Translator for Frontiers

11 views
Skip to first unread message

Jason Friedman

unread,
Dec 13, 2010, 8:06:38 AM12/13/10
to zotero-dev
Hi all,

I have put together a simple translator for the Frontiers open access
journals web site

www.frontiersin.org

I have uploaded it to the google group files:

http://groups.google.com/group/zotero-dev/web/Frontiers.js

I have tested it on a few sample pages, e.g.:

http://www.frontiersin.org/human_neuroscience/10.3389/fnhum.2010.00215/abstract

http://www.frontiersin.org/decision_neuroscience/10.3389/fnins.2010.00184/abstract

http://www.frontiersin.org/fractal_physiology/10.3389/fphys.2010.00128/abstract

I think I have captured all the required information. I would like to
download the pdf automatically also, but I can't work out the link (it
uses some javascript to get it).

I'll be happy to get feedback, and hopefully to have this included i
with zotero. I use zotero regularly and this is pretty much the only
site that the translators do not work on (for me).

Thanks,

Jason

Avram Lyon

unread,
Dec 20, 2010, 4:24:59 AM12/20/10
to zoter...@googlegroups.com
Jason,

2010/12/13 Jason Friedman <write.t...@gmail.com>:


> I have put together a simple translator for the Frontiers open access
> journals web site
> www.frontiersin.org

..


> I'll be happy to get feedback, and hopefully to have this included i
> with zotero. I use zotero regularly and this is pretty much the only
> site that the translators do not work on (for me).

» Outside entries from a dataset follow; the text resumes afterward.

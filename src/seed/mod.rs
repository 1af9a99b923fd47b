pub mod tickets;

use chrono::Utc;
use rand::SeedableRng;
use rand::rngs::StdRng;

use crate::client::{ParkingApi, ParkingSpot};
use crate::config::{Config, SeedVariant};
use crate::db::{ResetSummary, SeedStore};
use crate::error::{AppError, AppResult};
use crate::fixtures::SeedFixtures;

use tickets::{TicketContext, fixed_tickets, randomized_tickets};

#[derive(Clone, Copy, Debug)]
pub struct SeedOptions {
    pub variant: SeedVariant,
    pub ticket_count: usize,
    /// Fixed seed for reproducible randomized tickets.
    pub rng_seed: Option<u64>,
}

impl From<&Config> for SeedOptions {
    fn from(config: &Config) -> Self {
        Self {
            variant: config.variant,
            ticket_count: config.ticket_count,
            rng_seed: config.rng_seed,
        }
    }
}

/// Outcome of one lot creation call.
#[derive(Clone, Debug, PartialEq, Eq)]
pub struct LotCreation {
    pub city: String,
    pub address: String,
    pub status: u16,
}

#[derive(Clone, Debug)]
pub struct SeedReport {
    pub reset: ResetSummary,
    pub lot_creations: Vec<LotCreation>,
    pub parking_lot_id: String,
    pub parking_spots: usize,
    pub tickets: u64,
}

pub struct Seeder<'a> {
    store: &'a dyn SeedStore,
    api: &'a dyn ParkingApi,
    fixtures: SeedFixtures,
    options: SeedOptions,
}

impl<'a> Seeder<'a> {
    pub fn new(
        store: &'a dyn SeedStore,
        api: &'a dyn ParkingApi,
        fixtures: SeedFixtures,
        options: SeedOptions,
    ) -> Self {
        Self {
            store,
            api,
            fixtures,
            options,
        }
    }

    pub async fn run(&self) -> AppResult<SeedReport> {
        tracing::info!(variant = %self.options.variant, "Seeding started");

        let reset = self
            .store
            .reset(&self.fixtures.users, &self.fixtures.vehicles)
            .await?;
        tracing::info!(
            collections = reset.cleared.len(),
            users = reset.users,
            vehicles = reset.vehicles,
            "Database reset"
        );

        let lot_creations = self.create_parking_lots().await?;

        let lots = self.api.list_parking_lots().await?;
        tracing::info!(count = lots.len(), "Fetched parking lots");
        let parking_lot_id = lots
            .first()
            .map(|lot| lot.id.clone())
            .ok_or_else(|| AppError::EmptyResponse("no parking lots returned".to_string()))?;

        let spots = self.api.list_parking_spots(&parking_lot_id).await?;
        tracing::info!(
            parking_lot_id = %parking_lot_id,
            count = spots.len(),
            "Fetched parking spots"
        );

        let tickets = self.build_tickets(&parking_lot_id, &spots)?;
        let inserted = self.store.insert_tickets(&tickets).await?;
        tracing::info!(tickets = inserted, "Seeding complete");

        Ok(SeedReport {
            reset,
            lot_creations,
            parking_lot_id,
            parking_spots: spots.len(),
            tickets: inserted,
        })
    }

    /// POST every lot definition. A 422 is logged with its body; other
    /// statuses are logged and the run goes on.
    async fn create_parking_lots(&self) -> AppResult<Vec<LotCreation>> {
        let mut creations = Vec::with_capacity(self.fixtures.parking_lots.len());

        for lot in &self.fixtures.parking_lots {
            let response = self.api.create_parking_lot(lot).await?;

            if response.is_validation_error() {
                tracing::error!(
                    address = %lot.location.address,
                    body = %response.body,
                    "Parking lot rejected with 422"
                );
            } else if response.is_success() {
                tracing::info!(
                    address = %lot.location.address,
                    status = response.status,
                    "Parking lot created"
                );
            } else {
                tracing::warn!(
                    address = %lot.location.address,
                    status = response.status,
                    "Parking lot creation returned unexpected status"
                );
            }

            creations.push(LotCreation {
                city: lot.location.city.clone(),
                address: lot.location.address.clone(),
                status: response.status,
            });
        }

        Ok(creations)
    }

    fn build_tickets(
        &self,
        parking_lot_id: &str,
        spots: &[ParkingSpot],
    ) -> AppResult<Vec<crate::entities::ticket::Model>> {
        if self.options.ticket_count == 0 {
            return Ok(Vec::new());
        }

        let ctx = TicketContext::new(
            &self.fixtures.users,
            &self.fixtures.vehicles,
            parking_lot_id,
            spots,
        )?;

        match self.options.variant {
            SeedVariant::Fixed => Ok(fixed_tickets(&ctx, self.options.ticket_count, Utc::now())),
            SeedVariant::Randomized => {
                let mut rng = match self.options.rng_seed {
                    Some(seed) => StdRng::seed_from_u64(seed),
                    None => StdRng::from_entropy(),
                };
                randomized_tickets(&ctx, self.options.ticket_count, &mut rng)
            }
        }
    }
}
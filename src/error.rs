use reqwest::StatusCode;
use thiserror::Error;

#[derive(Debug, Error)]
pub enum AppError {
    #[error("Configuration error: {0}")]
    Config(String),

    #[error("Database error: {0}")]
    Database(#[from] sea_orm::DbErr),

    #[error("HTTP request failed: {0}")]
    Http(#[from] reqwest::Error),

    #[error("{url} responded with {status}: {body}")]
    UnexpectedStatus {
        status: StatusCode,
        url: String,
        body: String,
    },

    #[error("Invalid response: {0}")]
    InvalidResponse(String),

    #[error("Nothing to reference: {0}")]
    EmptyResponse(String),

    #[error("Internal error: {0}")]
    Internal(String),
}

pub type AppResult<T> = Result<T, AppError>;
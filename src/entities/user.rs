use sea_orm::entity::prelude::*;
use serde::{Deserialize, Serialize};

#[derive(Debug, Clone, PartialEq, Eq, Hash, EnumIter, DeriveActiveEnum, Serialize, Deserialize)]
#[sea_orm(rs_type = "String", db_type = "String(StringLen::N(16))")]
pub enum UserRole {
    #[sea_orm(string_value = "admin")]
    Admin,
    #[sea_orm(string_value = "user")]
    User,
}

#[derive(Clone, Debug, PartialEq, DeriveEntityModel, Serialize, Deserialize)]
#[sea_orm(table_name = "user")]
pub struct Model {
    #[sea_orm(primary_key, auto_increment = false)]
    pub id: String,
    pub name: String,
    pub surname: String,
    pub account_balance: f64,
    pub blocked: bool,
    pub email: Option<String>,
    #[serde(skip_serializing)]
    pub password_hash: Option<String>,
    pub role: Option<UserRole>,
}

#[derive(Copy, Clone, Debug, EnumIter, DeriveRelation)]
pub enum Relation {}

impl ActiveModelBehavior for ActiveModel {}
use sea_orm::entity::prelude::*;
use serde::{Deserialize, Serialize};

#[derive(Clone, Debug, PartialEq, DeriveEntityModel, Serialize, Deserialize)]
#[sea_orm(table_name = "vehicle")]
pub struct Model {
    #[sea_orm(primary_key, auto_increment = false)]
    pub id: String,
    pub user_id: String,
    /// Numeric code (`"1"`, `"2"`) or free text, depending on the seed variant.
    #[serde(rename = "type")]
    pub vehicle_type: String,
    pub brand: String,
    pub model: String,
    pub license_plate_number: String,
}

#[derive(Copy, Clone, Debug, EnumIter, DeriveRelation)]
pub enum Relation {}

impl ActiveModelBehavior for ActiveModel {}
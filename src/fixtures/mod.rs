//! Hardcoded seed data.
//!
//! Users and vehicles carry pre-chosen 24-hex identifiers so tickets and
//! manual test sessions can refer to them across runs.

mod parking_lots;

use crate::config::{Config, SeedVariant};
use crate::entities::user::{self, UserRole};
use crate::entities::vehicle;
use crate::error::AppResult;
use crate::utils::password::hash_password;

pub use parking_lots::parking_lots;

/// Vehicle categories known to the parking service.
#[derive(Clone, Copy, Debug, PartialEq, Eq)]
pub enum VehicleKind {
    Car,
    Truck,
}

impl VehicleKind {
    /// Enumerated form stored by the fixed variant.
    pub fn code(self) -> u8 {
        match self {
            Self::Car => 1,
            Self::Truck => 2,
        }
    }

    /// Free-text form stored by the randomized variant.
    pub fn label(self) -> &'static str {
        match self {
            Self::Car => "car",
            Self::Truck => "truck",
        }
    }
}

/// Everything a run writes before it talks to the parking API.
#[derive(Clone, Debug)]
pub struct SeedFixtures {
    pub users: Vec<user::Model>,
    pub vehicles: Vec<vehicle::Model>,
    pub parking_lots: Vec<crate::client::ParkingLotDefinition>,
}

impl SeedFixtures {
    pub fn load(config: &Config) -> AppResult<Self> {
        let (users, vehicles) = match config.variant {
            SeedVariant::Fixed => (fixed_users(), vehicles(SeedVariant::Fixed)),
            SeedVariant::Randomized => (
                randomized_users(&config.user_password)?,
                vehicles(SeedVariant::Randomized),
            ),
        };

        Ok(Self {
            users,
            vehicles,
            parking_lots: parking_lots(),
        })
    }
}

struct Person {
    id: &'static str,
    name: &'static str,
    surname: &'static str,
    balance: f64,
    blocked: bool,
    email: &'static str,
    role: UserRole,
}

const PEOPLE: [Person; 7] = [
    Person {
        id: "5f9b3b9b9d9b9d9b9d9b9d9b",
        name: "Krzysztof",
        surname: "Admin",
        balance: 0.0,
        blocked: false,
        email: "admin@parking-os.pl",
        role: UserRole::Admin,
    },
    Person {
        id: "5f9b3b9b9d9b9d9b9d9b9d9c",
        name: "Jan",
        surname: "Kowalski",
        balance: 1000.0,
        blocked: false,
        email: "jan.kowalski@parking-os.pl",
        role: UserRole::User,
    },
    Person {
        id: "5f9b3b9b9d9b9d9b9d9b9d9d",
        name: "Adam",
        surname: "Nowak",
        balance: 2000.0,
        blocked: false,
        email: "adam.nowak@parking-os.pl",
        role: UserRole::User,
    },
    Person {
        id: "5f9b3b9b9d9b9d9b9d9b9d9e",
        name: "Anna",
        surname: "Kowalska",
        balance: 3000.0,
        blocked: false,
        email: "anna.kowalska@parking-os.pl",
        role: UserRole::User,
    },
    Person {
        id: "5f9b3b9b9d9b9d9b9d9b9d9f",
        name: "Jan",
        surname: "Nowak",
        balance: 4000.0,
        blocked: false,
        email: "jan.nowak@parking-os.pl",
        role: UserRole::User,
    },
    Person {
        id: "5f9b3b9b9d9b9d9b9d9b9da0",
        name: "Maria",
        surname: "Wiśniewska",
        balance: 500.0,
        blocked: false,
        email: "maria.wisniewska@parking-os.pl",
        role: UserRole::User,
    },
    Person {
        id: "5f9b3b9b9d9b9d9b9d9b9da1",
        name: "Piotr",
        surname: "Wójcik",
        balance: 0.0,
        blocked: true,
        email: "piotr.wojcik@parking-os.pl",
        role: UserRole::User,
    },
];

/// The fixed variant only knows the first five people, without credentials.
const FIXED_USER_COUNT: usize = 5;

pub fn fixed_users() -> Vec<user::Model> {
    PEOPLE[..FIXED_USER_COUNT]
        .iter()
        .map(|p| user::Model {
            id: p.id.to_string(),
            name: p.name.to_string(),
            surname: p.surname.to_string(),
            account_balance: p.balance,
            blocked: p.blocked,
            email: None,
            password_hash: None,
            role: None,
        })
        .collect()
}

/// All seven people, sharing one salted hash of `password`.
pub fn randomized_users(password: &str) -> AppResult<Vec<user::Model>> {
    let password_hash = hash_password(password)?;

    Ok(PEOPLE
        .iter()
        .map(|p| user::Model {
            id: p.id.to_string(),
            name: p.name.to_string(),
            surname: p.surname.to_string(),
            account_balance: p.balance,
            blocked: p.blocked,
            email: Some(p.email.to_string()),
            password_hash: Some(password_hash.clone()),
            role: Some(p.role.clone()),
        })
        .collect())
}

struct Car {
    id: &'static str,
    owner: &'static str,
    kind: VehicleKind,
    brand: &'static str,
    model: &'static str,
    plate: &'static str,
}

const FIXED_CARS: [Car; 5] = [
    Car {
        id: "5f9b3b9b9d9b9d9b9d9b9d90",
        owner: "5f9b3b9b9d9b9d9b9d9b9d9c",
        kind: VehicleKind::Car,
        brand: "BMW",
        model: "X5",
        plate: "WAW12345",
    },
    Car {
        id: "5f9b3b9b9d9b9d9b9d9b9d91",
        owner: "5f9b3b9b9d9b9d9b9d9b9d9c",
        kind: VehicleKind::Car,
        brand: "Mercedes",
        model: "Actros",
        plate: "WAW54321",
    },
    Car {
        id: "5f9b3b9b9d9b9d9b9d9b9d92",
        owner: "5f9b3b9b9d9b9d9b9d9b9d9d",
        kind: VehicleKind::Car,
        brand: "Audi",
        model: "A6",
        plate: "WAW67890",
    },
    Car {
        id: "5f9b3b9b9d9b9d9b9d9b9d93",
        owner: "5f9b3b9b9d9b9d9b9d9b9d9e",
        kind: VehicleKind::Car,
        brand: "BMW",
        model: "X5",
        plate: "WAW12345",
    },
    Car {
        id: "5f9b3b9b9d9b9d9b9d9b9d94",
        owner: "5f9b3b9b9d9b9d9b9d9b9d9f",
        kind: VehicleKind::Car,
        brand: "Audi",
        model: "A6",
        plate: "WAW67890",
    },
];

const RANDOMIZED_CARS: [Car; 7] = [
    Car {
        id: "5f9b3b9b9d9b9d9b9d9b9d90",
        owner: "5f9b3b9b9d9b9d9b9d9b9d9c",
        kind: VehicleKind::Car,
        brand: "BMW",
        model: "X5",
        plate: "WAW12345",
    },
    Car {
        id: "5f9b3b9b9d9b9d9b9d9b9d91",
        owner: "5f9b3b9b9d9b9d9b9d9b9d9c",
        kind: VehicleKind::Truck,
        brand: "Mercedes",
        model: "Actros",
        plate: "WAW54321",
    },
    Car {
        id: "5f9b3b9b9d9b9d9b9d9b9d92",
        owner: "5f9b3b9b9d9b9d9b9d9b9d9d",
        kind: VehicleKind::Car,
        brand: "Audi",
        model: "A6",
        plate: "WAW67890",
    },
    Car {
        id: "5f9b3b9b9d9b9d9b9d9b9d93",
        owner: "5f9b3b9b9d9b9d9b9d9b9d9e",
        kind: VehicleKind::Car,
        brand: "Toyota",
        model: "Corolla",
        plate: "WPR24680",
    },
    Car {
        id: "5f9b3b9b9d9b9d9b9d9b9d94",
        owner: "5f9b3b9b9d9b9d9b9d9b9d9f",
        kind: VehicleKind::Car,
        brand: "Skoda",
        model: "Octavia",
        plate: "WOT13579",
    },
    Car {
        id: "5f9b3b9b9d9b9d9b9d9b9d95",
        owner: "5f9b3b9b9d9b9d9b9d9b9da0",
        kind: VehicleKind::Truck,
        brand: "Volvo",
        model: "FH16",
        plate: "WX11223",
    },
    Car {
        id: "5f9b3b9b9d9b9d9b9d9b9d96",
        owner: "5f9b3b9b9d9b9d9b9d9b9da1",
        kind: VehicleKind::Car,
        brand: "Fiat",
        model: "500",
        plate: "WB98765",
    },
];

pub fn vehicles(variant: SeedVariant) -> Vec<vehicle::Model> {
    let cars: &[Car] = match variant {
        SeedVariant::Fixed => &FIXED_CARS,
        SeedVariant::Randomized => &RANDOMIZED_CARS,
    };

    cars.iter()
        .map(|c| vehicle::Model {
            id: c.id.to_string(),
            user_id: c.owner.to_string(),
            vehicle_type: match variant {
                SeedVariant::Fixed => c.kind.code().to_string(),
                SeedVariant::Randomized => c.kind.label().to_string(),
            },
            brand: c.brand.to_string(),
            model: c.model.to_string(),
            license_plate_number: c.plate.to_string(),
        })
        .collect()
}
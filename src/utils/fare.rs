use rand::Rng;

/// Bounds of the hourly rate drawn for randomized tickets.
pub const MIN_HOURLY_RATE: f64 = 5.0;
pub const MAX_HOURLY_RATE: f64 = 7.0;

/// `hours × U[5, 7]`, rounded to the nearest unit.
pub fn random_fare<R: Rng + ?Sized>(hours: i64, rng: &mut R) -> f64 {
    let rate = rng.gen_range(MIN_HOURLY_RATE..=MAX_HOURLY_RATE);
    (hours.max(0) as f64 * rate).round()
}

/// Fare of the `index`-th ticket in a fixed batch: 10, 20, 30, ...
pub fn stepped_fare(index: usize) -> f64 {
    10.0 * (index + 1) as f64
}
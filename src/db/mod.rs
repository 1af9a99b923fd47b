use async_trait::async_trait;
use sea_orm::{
    ConnectOptions, ConnectionTrait, Database, DatabaseBackend, DatabaseConnection, EntityTrait,
    Statement, TransactionTrait,
};

use crate::config::Config;
use crate::entities::{ticket, user, vehicle};
use crate::error::AppResult;

pub async fn connect(config: &Config) -> AppResult<DatabaseConnection> {
    let mut options = ConnectOptions::new(config.connection_url());
    options.sqlx_logging(false);

    Ok(Database::connect(options).await?)
}

/// What a reset removed and wrote.
#[derive(Clone, Debug, Default, PartialEq, Eq)]
pub struct ResetSummary {
    /// Collection name and number of documents deleted from it.
    pub cleared: Vec<(String, u64)>,
    pub users: u64,
    pub vehicles: u64,
}

/// Write side of the seeding run.
#[async_trait]
pub trait SeedStore: Send + Sync {
    /// Empty every collection, then write users and vehicles. All or nothing.
    async fn reset(
        &self,
        users: &[user::Model],
        vehicles: &[vehicle::Model],
    ) -> AppResult<ResetSummary>;

    async fn insert_tickets(&self, tickets: &[ticket::Model]) -> AppResult<u64>;
}

pub struct SeaOrmStore {
    db: DatabaseConnection,
}

impl SeaOrmStore {
    pub fn new(db: DatabaseConnection) -> Self {
        Self { db }
    }
}

#[async_trait]
impl SeedStore for SeaOrmStore {
    async fn reset(
        &self,
        users: &[user::Model],
        vehicles: &[vehicle::Model],
    ) -> AppResult<ResetSummary> {
        let txn = self.db.begin().await?;

        let mut cleared = Vec::new();
        for name in collection_names(&txn).await? {
            let deleted = clear_collection(&txn, &name).await?;
            tracing::debug!(collection = %name, deleted, "Cleared collection");
            cleared.push((name, deleted));
        }

        let users = insert_users(&txn, users).await?;
        let vehicles = insert_vehicles(&txn, vehicles).await?;

        txn.commit().await?;

        Ok(ResetSummary {
            cleared,
            users,
            vehicles,
        })
    }

    async fn insert_tickets(&self, tickets: &[ticket::Model]) -> AppResult<u64> {
        if tickets.is_empty() {
            return Ok(0);
        }

        let txn = self.db.begin().await?;
        let models = tickets.iter().cloned().map(ticket::ActiveModel::from);
        let inserted = ticket::Entity::insert_many(models)
            .exec_without_returning(&txn)
            .await?;
        txn.commit().await?;

        Ok(inserted)
    }
}

/// Every user table in the current database or schema, minus the migration ledger.
pub async fn collection_names<C: ConnectionTrait>(conn: &C) -> AppResult<Vec<String>> {
    let backend = conn.get_database_backend();
    let sql = match backend {
        DatabaseBackend::Postgres => {
            "SELECT tablename::text AS name FROM pg_catalog.pg_tables \
             WHERE schemaname = current_schema() ORDER BY tablename"
        }
        DatabaseBackend::MySql => {
            "SELECT table_name AS name FROM information_schema.tables \
             WHERE table_schema = DATABASE() AND table_type = 'BASE TABLE' ORDER BY table_name"
        }
        DatabaseBackend::Sqlite => {
            "SELECT name FROM sqlite_master \
             WHERE type = 'table' AND name NOT LIKE 'sqlite_%' ORDER BY name"
        }
    };

    let rows = conn.query_all(Statement::from_string(backend, sql)).await?;

    let mut names = Vec::with_capacity(rows.len());
    for row in rows {
        let name: String = row.try_get("", "name")?;
        if name != migration::MIGRATION_TABLE {
            names.push(name);
        }
    }
    Ok(names)
}

/// Delete every row of `name`, returning how many went.
pub async fn clear_collection<C: ConnectionTrait>(conn: &C, name: &str) -> AppResult<u64> {
    let backend = conn.get_database_backend();
    let sql = format!("DELETE FROM {}", quote_ident(backend, name));

    let result = conn.execute(Statement::from_string(backend, sql)).await?;
    Ok(result.rows_affected())
}

fn quote_ident(backend: DatabaseBackend, name: &str) -> String {
    match backend {
        DatabaseBackend::MySql => format!("`{}`", name.replace('`', "``")),
        DatabaseBackend::Postgres | DatabaseBackend::Sqlite => {
            format!("\"{}\"", name.replace('"', "\"\""))
        }
    }
}

async fn insert_users<C: ConnectionTrait>(conn: &C, users: &[user::Model]) -> AppResult<u64> {
    if users.is_empty() {
        return Ok(0);
    }

    Ok(user::Entity::insert_many(users.iter().cloned().map(user::ActiveModel::from))
        .exec_without_returning(conn)
        .await?)
}

async fn insert_vehicles<C: ConnectionTrait>(
    conn: &C,
    vehicles: &[vehicle::Model],
) -> AppResult<u64> {
    if vehicles.is_empty() {
        return Ok(0);
    }

    Ok(vehicle::Entity::insert_many(vehicles.iter().cloned().map(vehicle::ActiveModel::from))
        .exec_without_returning(conn)
        .await?)
}
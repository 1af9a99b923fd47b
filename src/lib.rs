pub mod client;
pub mod config;
pub mod db;
pub mod entities;
pub mod error;
pub mod fixtures;
pub mod seed;
pub mod utils;

use sea_orm_migration::MigratorTrait;

pub use config::{Config, SeedVariant};
pub use error::{AppError, AppResult};
pub use seed::{SeedReport, Seeder};

use client::HttpParkingApi;
use db::SeaOrmStore;
use fixtures::SeedFixtures;
use seed::SeedOptions;

/// Wipe the database, reseed it and issue tickets against the parking API.
///
/// Opens one connection pool for the whole run and closes it on the way out,
/// whether seeding succeeded or not.
pub async fn run(config: &Config) -> AppResult<SeedReport> {
    let fixtures = SeedFixtures::load(config)?;
    let api = HttpParkingApi::new(&config.api_base_url, config.http_timeout())?;

    let db = db::connect(config).await?;
    tracing::info!("Connected to database");

    migration::Migrator::up(&db, None).await?;
    tracing::info!("Migrations complete");

    let store = SeaOrmStore::new(db.clone());
    let outcome = Seeder::new(&store, &api, fixtures, SeedOptions::from(config))
        .run()
        .await;

    if let Err(e) = db.close().await {
        tracing::warn!("Failed to close database connection: {}", e);
    }

    outcome
}
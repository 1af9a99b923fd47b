use sea_orm_migration::{prelude::*, schema::*};

#[derive(DeriveMigrationName)]
pub struct Migration;

#[async_trait::async_trait]
impl MigrationTrait for Migration {
    async fn up(&self, manager: &SchemaManager) -> Result<(), DbErr> {
        manager
            .create_table(
                Table::create()
                    .table(Ticket::Table)
                    .if_not_exists()
                    .col(string_len(Ticket::Id, 36).primary_key())
                    .col(string_len(Ticket::UserId, 24).not_null())
                    .col(string_len(Ticket::VehicleLicenseNumber, 16).not_null())
                    .col(string_len(Ticket::ParkingSpotId, 64).not_null())
                    .col(string_len(Ticket::ParkingLotId, 64).not_null())
                    .col(big_integer(Ticket::IssueTimestamp).not_null())
                    .col(big_integer(Ticket::EndTimestamp).not_null())
                    .col(double(Ticket::AmountPaid).not_null())
                    .col(integer(Ticket::Level).not_null())
                    .col(integer_null(Ticket::SpotOrdinalNumber))
                    .col(string_len(Ticket::Code, 32).not_null())
                    .to_owned(),
            )
            .await
    }

    async fn down(&self, manager: &SchemaManager) -> Result<(), DbErr> {
        manager
            .drop_table(Table::drop().table(Ticket::Table).to_owned())
            .await
    }
}

#[derive(DeriveIden)]
pub enum Ticket {
    Table,
    Id,
    UserId,
    VehicleLicenseNumber,
    ParkingSpotId,
    ParkingLotId,
    IssueTimestamp,
    EndTimestamp,
    AmountPaid,
    Level,
    SpotOrdinalNumber,
    Code,
}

This is a good start. The PDF download will just require sending the
correct POST request -- see the Tamper Data Firefox add-on for a way
to easily figure out what to send.

You might also be able to parse the journal abbreviation out from the
citation information at the bottom of each article page, but otherwise
this is just about all you can do for the articles.

Optimally, the translator would support multiple saves from search
results, tables of contents, etc. Post here if you're running into
concrete problems writing such a feature.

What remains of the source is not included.